Barry, the first sentence currently says "A prime number is a positive whole number that can be evenly divided by exactly two positive whole numbers, namely 1 and itself." I believe this does say that 1 is not prime, just as you want, as the number 1 has only one divisor, namely 1 itself. So I'm not sure what your point is.

I agree with all the rest you wrote (for what it's worth, as you know of course more number theory than I do). -- Jitse Niesen 16:00, 30 March 2008 (CDT)

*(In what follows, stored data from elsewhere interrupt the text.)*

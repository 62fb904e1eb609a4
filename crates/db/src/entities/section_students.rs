//! `SeaORM` Entity for the section_students join table.

use sea_orm::entity::prelude::*;
use serde::{Deserialize, Serialize};

#[derive(Clone, Debug, PartialEq, DeriveEntityModel, Eq, Serialize, Deserialize)]
#[sea_orm(table_name = "section_students")]
pub struct Model {
    #[sea_orm(primary_key, auto_increment = false)]
    pub section_id: Uuid,
    #[sea_orm(primary_key, auto_increment = false)]
    pub student_id: Uuid,
    pub created_at: DateTimeWithTimeZone,
}

#[derive(Copy, Clone, Debug, EnumIter, DeriveRelation)]
pub enum Relation {
    #[sea_orm(
        belongs_to = "super::sections::Entity",
        from = "Column::SectionId",
        to = "super::sections::Column::Id",
        on_delete = "Cascade"
    )]
    Sections,
    #[sea_orm(
        belongs_to = "super::students::Entity",
        from = "Column::StudentId",
        to = "super::students::Column::Id",
        on_delete = "Cascade"
    )]
    Students,
}

impl Related<super::students::Entity> for Entity {
    fn to() -> RelationDef {
        Relation::Students.def()
    }
}

impl ActiveModelBehavior for ActiveModel {}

Someone careful and analytic might draw that conclusion, but not all our readers might fit that definition. Baldly saying '1 is not a prime number' is probably what they need. Without in any way intended to be demeaning to them, I am always mindful of that wonderful George Carlin line: "Think of how dumb the average person is - and then realize that half of them are dumber than that."

(Adding "different" - as in "two different positive whole numbers" - might make the definition cast-iron, though). But it might still be useful to have a section on 'why 1 is not a prime number'; the point about the Fundamental Theorem of Arithmetic could go there. J. Noel Chiappa 23:31, 30 March 2008 (CDT)

Yes, Jitse, it seems that after all of that, I understand 1 okay but I still have trouble counting to 2 :-). Anyway, my own error emphasizes the point that inferring information about the prime number from information presented at the END of the sentence is not my own thought process, and probably not a lot of other people's. (I suppose if I still kept up my German, I would be used to that sort of thing :-) ). For instance, the end of the sentence in the approved version is where you find that the prime in question is a positive whole number, but I prefer the draft version where it comes right out and tells you that. I think a similar modification to clarify that the whole number is bigger than 1 from the outset, "baldly" saying it, as Noel suggested, is also in order. I also like your suggestion, Noel, of providing clearer reasons for 1's unique position. Would that be better as a new subsection, a footnote, or a link to a page about the arithmetic properties of 1?Barry R. Smith 22:31, 31 March 2008 (CDT)

I'd say a new subsection, not a footnote. Although I don't know where it would fit... hmmmmm (cogitates). Maybe take the third para of the intro, about factorization, and move it to a new section immediately after the intro, titled something like "Factorization and primes"; I think that's a sufficiently important aspect of primes that it's worth of a section on its own. Mention of the Fundamental Theorem of Arithmetic would go there, after which it would be natural to flow from that into your point about the FToA ruling out 1 as a prime. The existing text about "(although this is a matter of [the] definition [of a prime], and mathematicians in the past often did consider 1 to be a prime)" would naturally fit in there too. In fact, maybe a sub-section of that "Factorization and primes" section would cover the primality of 1, and although it would start with the FToA point, etc, you could add your other points above about algebraic number theory, etc. J. Noel Chiappa 00:38, 1 April 2008 (CDT)

Yes, counting is hard ;) I added "greater than 1" to the first sentence, so that's settled for now.

Noel's suggestion to have a new section on the Fundamental Theorem of Arithmetic looks like a good idea. We probably don't want to write too much on it, I think details should go at unique prime factorization or some other article, but I agree that it's important enough in this context to get a section. Indeed, the primality of 1 can covered there, though I'm not sure it should be a sub-section; how much should we say about it? -- Jitse Niesen 08:10, 1 April 2008 (CDT)

Since I'm not a mathematician, and the article is intended (mostly!) for non-mathematicians, would you like me to try the layout I suggested; you all can then check it to make sure I didn't commit any math howlers? J. Noel Chiappa 10:32, 1 April 2008 (CDT)

Sounds good to me Noel Barry R. Smith 11:40, 1 April 2008 (CDT)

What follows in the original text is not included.